That is why, Alexander Andreev believes, if the state wants defense industry enterprises to purchase Russian machine tools, it must assume financial obligations, at least for some protected part investment project for the entire duration of its implementation.

In addition, notes mr Andreev, Russian machine tool builders do not have enough resources to quickly put the developed machines into series and bring them to the market.”

The localization of foreign production and the production of components within the country has reverse side. On the one hand, it is logical to increase the share of localization, since an increase in sales of machine tools assembled using the SKD method from imported kits, in reality, is not import substitution and does not create jobs. Based on this, it is necessary to include in a holding or create joint ventures for the production of components so that import substitution does not turn into a formality with screwing a domestic nameplate onto an imported product. Of course, this requires very different costs compared to the amounts included in state support programs. On the other hand, it is worth quoting:

“Chairman of the Board of Directors of Kaskol Sergey Nedoroslev, who controls a number of machine-tool enterprises, including the Sterlitamak Machine-Tool Plant, gave an example from the history of his aviation business, when he and the Italian company Agusta were going to create a joint venture in Russia for the production of helicopters: “Its owner, Mr. Caporaletti, told me that he agrees to do everything in Russia, except for the gearbox and blades, because this is the helicopter. “All my life, for forty years, I have been going to this business, but do you think I will come to you, to your country, and give it away?”

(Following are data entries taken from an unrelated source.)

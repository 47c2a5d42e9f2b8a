use std::io::{self, Write};

/// Channel through which the linker asks its yes/no questions
/// (backup overwrites, directory adoption).
///
/// The CLI injects a stdin-backed handler; tests supply a scripted one.
pub trait PromptHandler {
    fn ask_yes_no(&self, question: &str, default: bool) -> bool;
}

/// Stdin-backed handler used by the CLI.
pub struct InteractivePrompt;

impl PromptHandler for InteractivePrompt {
    fn ask_yes_no(&self, question: &str, default: bool) -> bool {
        let hint = if default { "[Y/n]" } else { "[y/N]" };
        print!("{} {}: ", question, hint);
        let _ = io::stdout().flush();

        let mut input = String::new();
        if io::stdin().read_line(&mut input).is_err() {
            return default;
        }

        match input.trim().to_lowercase().as_str() {
            "y" | "yes" => true,
            "n" | "no" => false,
            _ => default,
        }
    }
}

#[cfg(test)]
pub struct ScriptedPrompt {
    answers: std::cell::RefCell<std::collections::VecDeque<bool>>,
    fallback: bool,
}

#[cfg(test)]
impl ScriptedPrompt {
    pub fn new(answers: &[bool]) -> Self {
        Self {
            answers: std::cell::RefCell::new(answers.iter().copied().collect()),
            fallback: false,
        }
    }

    pub fn always(answer: bool) -> Self {
        Self {
            answers: std::cell::RefCell::new(std::collections::VecDeque::new()),
            fallback: answer,
        }
    }
}

#[cfg(test)]
impl PromptHandler for ScriptedPrompt {
    fn ask_yes_no(&self, _question: &str, _default: bool) -> bool {
        self.answers
            .borrow_mut()
            .pop_front()
            .unwrap_or(self.fallback)
    }
}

According to many of our respondents, most foreign companies that set up joint ventures to manufacture machine tools here will do the same. They can agree to any localization they want, but there will always be a node that they will leave behind, because this is the machine. Consequently, we will be dependent on a foreign partner, which is simply dangerous in today's international environment...

… sanctions are not needed to restrict trade in dual-use goods. Tomorrow, the sanctions may be lifted, but restrictions on the machine tool industry will still remain. And then the problem of localization of the “reducer and blades” may turn out to be a threat that cannot be overcome in principle.”

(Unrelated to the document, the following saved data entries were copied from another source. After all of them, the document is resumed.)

pub mod analyzer;
#[allow(clippy::module_inception)]
pub mod linker;

pub use analyzer::{TreeAnalysis, TreeAnalyzer};
pub use linker::Linker;

use clap::ValueEnum;
use serde::{Deserialize, Serialize};

use crate::utils::prompt::PromptHandler;

/// What to do when a target path is already occupied.
#[derive(Debug, Clone, Copy, PartialEq, Eq, Serialize, Deserialize, ValueEnum)]
#[serde(rename_all = "lowercase")]
pub enum ConflictPolicy {
    /// Report the conflict and stop linking the module
    Fail,
    /// Leave the existing entry alone
    Skip,
    /// Import the existing entry into the source module
    Adopt,
    /// Move the existing entry aside and link over it
    Replace,
}

/// How eagerly whole directories are collapsed into one symlink.
#[derive(Debug, Clone, Copy, PartialEq, Eq, Serialize, Deserialize, ValueEnum)]
#[serde(rename_all = "lowercase")]
pub enum FoldStrategy {
    /// Fold only where the target directory does not already exist
    Directory,
    /// Also fold over empty or fully-managed target directories
    Aggressive,
}

/// How interactive questions are answered.
#[derive(Debug, Clone, Copy, PartialEq, Eq)]
pub enum ForceMode {
    /// Ask on the prompt channel
    None,
    /// Take each question's documented default
    Default,
    /// Answer every question with yes
    Yes,
    /// Answer every question with no
    No,
}

impl ForceMode {
    /// Project this mode onto one yes/no question.
    pub fn decide(self, prompt: &dyn PromptHandler, question: &str, default: bool) -> bool {
        match self {
            ForceMode::Yes => true,
            ForceMode::No => false,
            ForceMode::Default => default,
            ForceMode::None => prompt.ask_yes_no(question, default),
        }
    }
}

/// Per-module, per-invocation linking configuration.
#[derive(Debug, Clone)]
pub struct LinkerOptions {
    pub verbose: bool,
    pub ignore_patterns: Vec<String>,
    pub conflict_policy: ConflictPolicy,
    pub fold_strategy: FoldStrategy,
    pub backup_conflicts: bool,
    pub backup_suffix: String,
    pub force: ForceMode,
}

impl Default for LinkerOptions {
    fn default() -> Self {
        Self {
            verbose: false,
            ignore_patterns: vec![".git".to_string()],
            conflict_policy: ConflictPolicy::Fail,
            fold_strategy: FoldStrategy::Directory,
            backup_conflicts: true,
            backup_suffix: "bkp".to_string(),
            force: ForceMode::None,
        }
    }
}

/// Counters accumulated by one link run.
#[derive(Debug, Default, Clone, Copy, PartialEq, Eq)]
pub struct LinkingStats {
    pub files_linked: usize,
    pub dirs_linked: usize,
    pub files_skipped: usize,
    pub conflicts_resolved: usize,
    pub files_adopted: usize,
    pub backups_created: usize,
}

impl LinkingStats {
    pub fn merge(&mut self, other: &LinkingStats) {
        self.files_linked += other.files_linked;
        self.dirs_linked += other.dirs_linked;
        self.files_skipped += other.files_skipped;
        self.conflicts_resolved += other.conflicts_resolved;
        self.files_adopted += other.files_adopted;
        self.backups_created += other.backups_created;
    }

    pub fn summary(&self) -> String {
        format!(
            "{} files linked, {} directories linked, {} skipped, {} conflicts resolved, {} adopted, {} backups",
            self.files_linked,
            self.dirs_linked,
            self.files_skipped,
            self.conflicts_resolved,
            self.files_adopted,
            self.backups_created
        )
    }
}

In general, the issues and ways to solve them have long been known and have been discussed many times. But no one can just take and solve them the right way. Stankoprom sets the goal of occupying 70% of the machine tool market in 2020 with a rather modest planned financing of 26.5 billion rubles. (obviously, not only due to budgetary sources). It is clear that the stated goal with the announced costs has little chance of success. For 10 months of 2015, the production of machine tools amounted to only 2.3 thousand pieces (88% compared to January-October 2014). The approximate volume of production of machine tools for the year can be expected at the level of 3,000. Knowing the approximate volume of deliveries to Russian enterprises in the amount of at least 15 thousand pieces. (although the real need of the industry, due to the outdated and constantly decreasing fleet of machine tools, is several times greater), in order to reach the level of 70%, it will be necessary to increase the production of machine tools by at least 3.5 times by 2020. And this is hardly feasible with the current volume of funding and the known problems of the industry . In reality, the indicated amount will be sufficient to re-equip 5–7 enterprises over several years. But on the scale of modernization and transition of the industry to a fundamentally new level of 26.5 billion for 5 years, the amount is inappropriate.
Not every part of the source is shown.